52nd Mayor of Dayton, Ohio
- In office January 9, 1987 – January 4, 1994
- Preceded by: Paul Leonard
- Succeeded by: Mike Turner

Personal details
- Born: Richard Clay Dixon October 24, 1941 (age 84) Dayton, Ohio, U.S.
- Party: Democratic
- Spouse: Judy Dixon
- Children: 2
- Parents: Rubin Dixon; Frances Dixon;
- Education: Central State University (BA) Xavier University (MBA)

= Clay Dixon =

American politician

Richard Clay Dixon (born October 24, 1941) is an American politician of the Ohio Democratic party.
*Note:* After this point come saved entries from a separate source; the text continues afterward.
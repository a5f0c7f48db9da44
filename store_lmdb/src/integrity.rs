//! LMDB database integrity checks.
//!
//! Run on startup to detect corruption early, before the node begins
//! executing transactions.

use std::path::Path;
use std::sync::Arc;

use heed::types::Bytes;
use heed::Env;

use attest_store::StateKey;

use crate::environment::{META_DB, STATE_DB};
use crate::LmdbError;

/// Summary of an integrity check run.
pub struct IntegrityReport {
    pub databases_checked: u32,
    pub total_entries: u64,
    pub errors: Vec<String>,
}

impl IntegrityReport {
    /// Returns `true` if no errors were detected.
    pub fn is_healthy(&self) -> bool {
        self.errors.is_empty()
    }
}

/// Database names that we expect to exist in a valid environment.
const EXPECTED_DATABASES: &[&str] = &[STATE_DB, META_DB];

/// Check LMDB database integrity on startup.
///
/// Opens each expected database and counts its entries; every key of the
/// state database must decode as a [`StateKey`]. Read failures and
/// undecodable keys are recorded in the report rather than causing a hard
/// error.
pub fn check_integrity(env: &Arc<Env>) -> Result<IntegrityReport, LmdbError> {
    let mut report = IntegrityReport {
        databases_checked: 0,
        total_entries: 0,
        errors: Vec::new(),
    };

    let rtxn = env.read_txn()?;

    for &db_name in EXPECTED_DATABASES {
        let db = match env.open_database::<Bytes, Bytes>(&rtxn, Some(db_name)) {
            Ok(Some(db)) => db,
            Ok(None) => {
                report.errors.push(format!("database '{}' is missing", db_name));
                continue;
            }
            Err(e) => {
                report
                    .errors
                    .push(format!("failed to open database '{}': {}", db_name, e));
                continue;
            }
        };
        report.databases_checked += 1;

        match db.len(&rtxn) {
            Ok(count) => report.total_entries += count,
            Err(e) => report
                .errors
                .push(format!("failed to read database '{}': {}", db_name, e)),
        }

        if db_name != STATE_DB {
            continue;
        }
        for entry in db.iter(&rtxn)? {
            match entry {
                Ok((key, _)) => {
                    if let Err(e) = StateKey::decode(key) {
                        report.errors.push(e.to_string());
                    }
                }
                Err(e) => {
                    report.errors.push(format!("failed to iterate '{}': {}", db_name, e));
                    break;
                }
            }
        }
    }

    Ok(report)
}

/// Check if the LMDB data directory looks valid before opening.
///
/// Returns `Ok(())` for a fresh (nonexistent) directory. Returns an error
/// if the directory exists but `data.mdb` is missing, which suggests
/// corruption or misconfiguration.
pub fn check_data_dir(path: &Path) -> Result<(), String> {
    if !path.exists() {
        return Ok(());
    }
    let data_file = path.join("data.mdb");
    if !data_file.exists() {
        return Err(format!(
            "LMDB directory exists but data.mdb is missing at {}",
            path.display()
        ));
    }
    Ok(())
}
He served as a city commissioner of Dayton, Ohio, and as the city's mayor. He was the second African-American person to serve as mayor of Dayton.

==Education==
Dixon graduated from Central State University in 1963, and was inducted into the Central State University Alumni Achievement Hall of Fame in 2006.

== Mayor of Dayton ==
On January 9, 1987, Dayton City Commissioner Richard Clay Dixon was sworn in as the Mayor of the City of Dayton by Dr. Sarah Harris. He was unanimously appointed by his peers to succeed Mayor Paul Leonard, who was elected as Lieutenant Governor for the State of Ohio.

== Personal life ==
Dixon is married to Judy Dixon. Together, they have two children and one grandchild.